TheStreet Ratings team rates SAPIENT CORP as a Buy with a ratings score of B. TheStreet Ratings Team has this to say about their recommendation:
"We rate SAPIENT CORP (SAPE) a BUY. This is driven by a number of strengths, which we believe should have a greater impact than any weaknesses, and should give investors a better performance opportunity than most stocks we cover. The company's strengths can be seen in multiple areas, such as its revenue growth, largely solid financial position with reasonable debt levels by most measures, increase in net income, increase in stock price during the past year and notable return on equity. We feel these strengths outweigh the fact that the company shows weak operating cash flow."
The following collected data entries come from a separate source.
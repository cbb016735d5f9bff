// WHY: Mentions and hashtags drop their sigil from the payload but not from the range
// Highlighting must still cover the `@` / `#` the reader sees

use tracing::debug;

use super::filter::{accepts, FilterPredicate};
use super::SIGIL_MIN_LENGTH;
use crate::entity::{ElementResult, Entity, EntityType, TextRange};
use crate::normalization::{drop_first_char, strip_sigil, trim_token};
use crate::scanner::{scan, RecognizerRule};

/// Emit sigil-prefixed tokens with the sigil removed from the payload
///
/// The first character of every match is dropped. Rules that consume a
/// leading separator leave the sigil in place after that, so one more `@` or
/// `#` is stripped when present.
pub fn extract_elements_ignoring_first_char(
    text: &str,
    rule: &RecognizerRule,
    entity_type: &EntityType,
    range: TextRange,
    predicate: Option<&dyn FilterPredicate>,
) -> Vec<ElementResult> {
    let mut elements = Vec::new();

    for raw in scan(text, rule, range) {
        let matched = raw.range();
        let Some(slice) = matched.slice(text) else {
            continue;
        };
        if slice.chars().count() <= SIGIL_MIN_LENGTH {
            continue;
        }

        let word = trim_token(strip_sigil(drop_first_char(slice)));
        if !accepts(predicate, word) {
            debug!("Predicate rejected {} {:?}", entity_type, word);
            continue;
        }

        elements.push(ElementResult::new(
            matched,
            Entity::create(entity_type, word),
            entity_type.clone(),
        ));
    }

    elements
}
Highlights from the analysis by TheStreet Ratings Team goes as follows:
- The revenue growth came in higher than the industry average of 7.6%. Since the same quarter one year prior, revenues rose by 16.0%. This growth in revenue does not appear to have trickled down to the company's bottom line, displaying stagnant earnings per share.
- SAPE has no debt to speak of therefore resulting in a debt-to-equity ratio of zero, which we consider to be a relatively favorable sign. To add to this, SAPE has a quick ratio of 2.14, which demonstrates the ability of the company to cover short-term liquidity needs.
- The net income growth from the same quarter one year ago has significantly exceeded that of the IT Services industry average, but is less than that of the S&P 500. The net income increased by 2.2% when compared to the same quarter one year prior, going from $22.79 million to $23.29 million.
- SAPIENT CORP reported flat earnings per share in the most recent quarter. This company has reported somewhat volatile earnings recently. But, we feel it is poised for EPS growth in the coming year. During the past fiscal year, SAPIENT CORP increased its bottom line by earning $0.55 versus $0.41 in the prior year. This year, the market expects an improvement in earnings ($0.62 versus $0.55).
- Compared to where it was 12 months ago, the stock is up, but it has so far lagged the appreciation in the S&P 500. Looking ahead, the stock's rise over the last year has already helped drive it to a level which is relatively expensive compared to the rest of its industry. We feel, however, that the other strengths this company displays justify these higher price levels.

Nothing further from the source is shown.